Wednesday, August 30, 2023

Ben Hur,, the novel, part 13

We are up to Book II chapter 5 of Ben Hur and you stayed with me!

I’m skipping chapter 5 because you would be better off spending your time reading your Bible and reading real history, not Wallace’s faked hash, and going to chapter 6 we meet a new character, Tirzah, the daughter of the house. 

And her clothing is all wrong. Jewish women did not expose their bodies, even at home. Her arms should be covered at least from shoulder to elbow.  And you should be going “say what?”

I just said a couple of posts ago that when a man dies and leaves a widow, sons and daughters, the mother and sons can join to marry off an underage daughter. They can’t do this for a grown daughter, but she must be supported from the income of the man’s property. The son gets a job or goes begging to have an income.

Except.

Judah’s father could have written a deed of gift to Judah either before his death or while on his deathbed. The deed was valid in either case, except that on his deathbed the father had to reserve some of the property to himself. Then if he recovered he had an income.

A prudent man should write three deeds of gift: one for his widow; one for his daughter(s); and one for his son, with the reservation of property in this last. All three should say “after my death” or “from now and after my death”. In this second case, they all have an income and it’s not tied up into a will, which only takes effect after death. But stuff happens.

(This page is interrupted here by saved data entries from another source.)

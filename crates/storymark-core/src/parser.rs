use once_cell::sync::Lazy;
use regex::Regex;

use crate::ast::{Block, BlockKind, List, Story, Table};
use crate::diagnostic::{Diagnostic, W_LIST_DEFERRED, W_TABLE_RAGGED};
use crate::inline::convert_inline;
use crate::source_map::SourceMap;
use crate::span::Span;

static BULLET_ITEM: Lazy<Regex> =
    Lazy::new(|| Regex::new(r"^[-*] +(.+)").expect("bullet item pattern"));
static ORDERED_ITEM: Lazy<Regex> =
    Lazy::new(|| Regex::new(r"^[0-9]+[.)] +(.+)").expect("ordered item pattern"));

/// Spacing and flushing knobs for the story builder. Gaps are in points.
#[derive(Clone, Debug, PartialEq)]
pub struct StoryOptions {
    /// Gap after a level-one heading.
    pub heading_gap: f32,
    /// Gap standing in for a horizontal rule.
    pub rule_gap: f32,
    pub list_gap: f32,
    pub table_gap: f32,
    /// Flush a pending list before block quotes, paragraphs and page breaks.
    /// When unset, those blocks are emitted ahead of the still-open list.
    pub flush_lists_eagerly: bool,
}

impl Default for StoryOptions {
    fn default() -> Self {
        Self {
            heading_gap: 12.0,
            rule_gap: 12.0,
            list_gap: 8.0,
            table_gap: 12.0,
            flush_lists_eagerly: false,
        }
    }
}

pub struct ParseResult {
    pub story: Story,
    pub diagnostics: Vec<Diagnostic>,
    pub source_map: SourceMap,
}

pub fn parse(source: &str) -> ParseResult {
    parse_with_options(source, &StoryOptions::default())
}

pub fn parse_with_options(source: &str, options: &StoryOptions) -> ParseResult {
    let source_map = SourceMap::new(source);
    let lines = split_lines(source);
    let mut builder = StoryBuilder::new(options, &source_map);
    for line in &lines {
        builder.feed(line);
    }
    let (story, diagnostics) = builder.finish();
    log::debug!(
        "built story: {} blocks from {} lines, {} diagnostics",
        story.blocks.len(),
        lines.len(),
        diagnostics.len()
    );
    ParseResult {
        story,
        diagnostics,
        source_map,
    }
}

/// Builds a story from already-split lines, discarding diagnostics.
pub fn build_story<S: AsRef<str>>(lines: &[S]) -> Story {
    let source = lines
        .iter()
        .map(AsRef::as_ref)
        .collect::<Vec<_>>()
        .join("\n");
    parse(&source).story
}

#[derive(Clone, Debug)]
struct Line {
    text: String,
    span: Span,
}

/// Splits on `\n`, `\r\n` and a lone `\r`.
fn split_lines(source: &str) -> Vec<Line> {
    let bytes = source.as_bytes();
    let mut lines = Vec::new();
    let mut start = 0;
    for (idx, &byte) in bytes.iter().enumerate() {
        let lone_cr = byte == b'\r' && bytes.get(idx + 1) != Some(&b'\n');
        if byte == b'\n' || lone_cr {
            lines.push(make_line(source, start, idx));
            start = idx + 1;
        }
    }
    if start < source.len() {
        lines.push(make_line(source, start, source.len()));
    }
    lines
}

fn make_line(source: &str, start: usize, end: usize) -> Line {
    let text = &source[start..end];
    let text = text.strip_suffix('\r').unwrap_or(text);
    Line {
        text: text.to_string(),
        span: Span::new(start, end),
    }
}

/// What a single source line is, decided in a fixed priority order.
#[derive(Clone, Copy, Debug, Eq, PartialEq)]
pub enum LineKind<'a> {
    Blank,
    Rule,
    Heading { level: u8, text: &'a str },
    Quote(&'a str),
    BulletItem(&'a str),
    OrderedItem(&'a str),
    TableRow(&'a str),
    PageBreak,
    Text(&'a str),
}

pub fn classify_line(line: &str) -> LineKind<'_> {
    let trimmed = line.trim();
    if trimmed.is_empty() {
        return LineKind::Blank;
    }
    if line.starts_with("---") && trimmed.chars().all(|ch| ch == '-') {
        return LineKind::Rule;
    }
    for (level, marker) in [(1, "# "), (2, "## "), (3, "### ")] {
        if let Some(text) = line.strip_prefix(marker) {
            return LineKind::Heading { level, text };
        }
    }
    if trimmed.starts_with('>') {
        return LineKind::Quote(trimmed.trim_start_matches('>').trim());
    }
    if let Some(item) = capture_item(&BULLET_ITEM, trimmed) {
        return LineKind::BulletItem(item);
    }
    if let Some(item) = capture_item(&ORDERED_ITEM, trimmed) {
        return LineKind::OrderedItem(item);
    }
    if line.contains('|') {
        return LineKind::TableRow(line);
    }
    if trimmed.eq_ignore_ascii_case("pagebreak") {
        return LineKind::PageBreak;
    }
    LineKind::Text(line)
}

fn capture_item<'a>(pattern: &Regex, trimmed: &'a str) -> Option<&'a str> {
    pattern
        .captures(trimmed)
        .and_then(|caps| caps.get(1))
        .map(|item| item.as_str().trim())
}

/// The one multi-line construct that may be open at a time.
#[derive(Debug)]
enum Pending {
    Idle,
    List {
        ordered: bool,
        span: Span,
        items: Vec<String>,
    },
    Table {
        rows: Vec<(Span, String)>,
    },
}

struct StoryBuilder<'a> {
    options: &'a StoryOptions,
    source_map: &'a SourceMap,
    pending: Pending,
    blocks: Vec<Block>,
    diagnostics: Vec<Diagnostic>,
}

impl<'a> StoryBuilder<'a> {
    fn new(options: &'a StoryOptions, source_map: &'a SourceMap) -> Self {
        Self {
            options,
            source_map,
            pending: Pending::Idle,
            blocks: Vec::new(),
            diagnostics: Vec::new(),
        }
    }

    fn feed(&mut self, line: &Line) {
        let span = line.span;
        match classify_line(&line.text) {
            LineKind::Blank => self.flush(),
            LineKind::Rule => {
                self.flush();
                self.push_spacer(span.end, self.options.rule_gap);
            }
            LineKind::Heading { level, text } => {
                self.flush();
                let content = convert_inline(text);
                self.push(span, BlockKind::Heading { level, content });
                if level == 1 {
                    self.push_spacer(span.end, self.options.heading_gap);
                }
            }
            LineKind::Quote(text) => {
                self.flush_table();
                self.settle_lists(span);
                let content = convert_inline(text);
                self.push(span, BlockKind::BlockQuote { content });
            }
            LineKind::BulletItem(item) => self.push_item(false, span, item),
            LineKind::OrderedItem(item) => self.push_item(true, span, item),
            LineKind::TableRow(row) => {
                if !matches!(self.pending, Pending::Table { .. }) {
                    self.flush();
                }
                if let Pending::Idle = self.pending {
                    self.pending = Pending::Table { rows: Vec::new() };
                }
                if let Pending::Table { rows } = &mut self.pending {
                    rows.push((span, row.to_string()));
                }
            }
            LineKind::PageBreak => {
                self.flush_table();
                self.settle_lists(span);
                self.push(span, BlockKind::PageBreak);
            }
            LineKind::Text(text) => {
                self.flush_table();
                self.settle_lists(span);
                let content = convert_inline(text);
                self.push(span, BlockKind::Paragraph { content });
            }
        }
    }

    fn finish(mut self) -> (Story, Vec<Diagnostic>) {
        self.flush();
        (
            Story {
                blocks: self.blocks,
            },
            self.diagnostics,
        )
    }

    fn push_item(&mut self, ordered: bool, span: Span, item: &str) {
        let continues = matches!(
            &self.pending,
            Pending::List { ordered: open, .. } if *open == ordered
        );
        if !continues {
            self.flush();
            self.pending = Pending::List {
                ordered,
                span,
                items: Vec::new(),
            };
        }
        if let Pending::List {
            span: list_span,
            items,
            ..
        } = &mut self.pending
        {
            *list_span = list_span.cover(span);
            items.push(item.to_string());
        }
    }

    /// Handles an open list when a block that does not end lists arrives.
    fn settle_lists(&mut self, span: Span) {
        if !matches!(self.pending, Pending::List { .. }) {
            return;
        }
        if self.options.flush_lists_eagerly {
            self.flush();
        } else {
            self.diagnostics.push(Diagnostic::warning(
                self.source_map.range(span),
                W_LIST_DEFERRED,
                "block emitted while a list is open; the list will follow it",
            ));
        }
    }

    fn flush_table(&mut self) {
        if matches!(self.pending, Pending::Table { .. }) {
            self.flush();
        }
    }

    fn flush(&mut self) {
        match std::mem::replace(&mut self.pending, Pending::Idle) {
            Pending::Idle => {}
            Pending::List {
                ordered,
                span,
                items,
            } => {
                log::trace!(
                    "flushing list ({} items, ordered: {})",
                    items.len(),
                    ordered
                );
                let items = items.iter().map(|item| convert_inline(item)).collect();
                self.push(span, BlockKind::List(List { ordered, items }));
                self.push_spacer(span.end, self.options.list_gap);
            }
            Pending::Table { rows } => self.flush_table_rows(rows),
        }
    }

    fn flush_table_rows(&mut self, rows: Vec<(Span, String)>) {
        let Some(span) = rows
            .iter()
            .map(|(span, _)| *span)
            .reduce(Span::cover)
        else {
            return;
        };
        let mut cells: Vec<(Span, Vec<String>)> = rows
            .iter()
            .filter(|(_, raw)| !raw.trim().is_empty())
            .map(|(span, raw)| (*span, split_table_row(raw)))
            .collect();

        let header = cells.len() >= 2 && cells[1].1.iter().all(|cell| is_divider_cell(cell));
        if header {
            cells.remove(1);
        }

        let columns = cells.first().map(|(_, row)| row.len()).unwrap_or(0);
        let mut table_rows = Vec::with_capacity(cells.len());
        for (row_span, mut row) in cells {
            if row.len() != columns {
                self.diagnostics.push(Diagnostic::warning(
                    self.source_map.range(row_span),
                    W_TABLE_RAGGED,
                    format!(
                        "table row has {} cells, expected {}; row was {}",
                        row.len(),
                        columns,
                        if row.len() < columns {
                            "padded"
                        } else {
                            "truncated"
                        }
                    ),
                ));
                row.resize(columns, String::new());
            }
            table_rows.push(row);
        }
        log::trace!(
            "flushing table ({} rows, {} columns, header: {})",
            table_rows.len(),
            columns,
            header
        );
        self.push(
            span,
            BlockKind::Table(Table {
                header,
                rows: table_rows,
            }),
        );
        self.push_spacer(span.end, self.options.table_gap);
    }

    fn push(&mut self, span: Span, kind: BlockKind) {
        self.blocks.push(Block { span, kind });
    }

    fn push_spacer(&mut self, offset: usize, height: f32) {
        self.push(Span::point(offset), BlockKind::Spacer { height });
    }
}

fn split_table_row(raw: &str) -> Vec<String> {
    raw.trim()
        .trim_matches('|')
        .split('|')
        .map(|cell| cell.trim().to_string())
        .collect()
}

/// A header divider cell: dashes with optional alignment colons at either end.
fn is_divider_cell(cell: &str) -> bool {
    let core = cell.strip_prefix(':').unwrap_or(cell);
    let core = core.strip_suffix(':').unwrap_or(core);
    !core.is_empty() && core.chars().all(|ch| ch == '-')
}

If Ithamar wrote a deed of gift, Judah isn’t running a business for the benefit of his mother and sister; he’s running it so he has his own income. He may be managing the property covered by the other two deeds, or a relative is managing it.

But the real issue in this chapter is, both Tirzah and Judah should be married. In a world without scientific medication, where doctors functioned on anecdotal evidence, few infants reached the age of 5 and another tranche didn’t reach the age of 15. If Judah’s father was alive when Tirzah was 13, he would at least have started the search for a husband and written a deed to cover her dowry. Judah would have been 15 to 18 at the time, and Mishnah Pirkey Avot 5:21 says marriage happens at 18. Judah is 21. He should have a wife and at least one child, or one on the way.

Tirzah would be living with her husband, even if she’s 16 and just married.

The mother would be living in a dower house on the property covered by her deed of gift.

So again, Wallace is committing the fallacy of Presentism. He’s writing the classic Victorian melodrama where the widow and her children stay together. And it wasn’t so. Not in those times; not in Judea; not in Rome, so Messala should also not be a bachelor at this point. Oh, sure, he probably left his wife home with the paterfamilias, especially if there were children already. But his wife, like Agrippina, might follow the drum and bring the children along.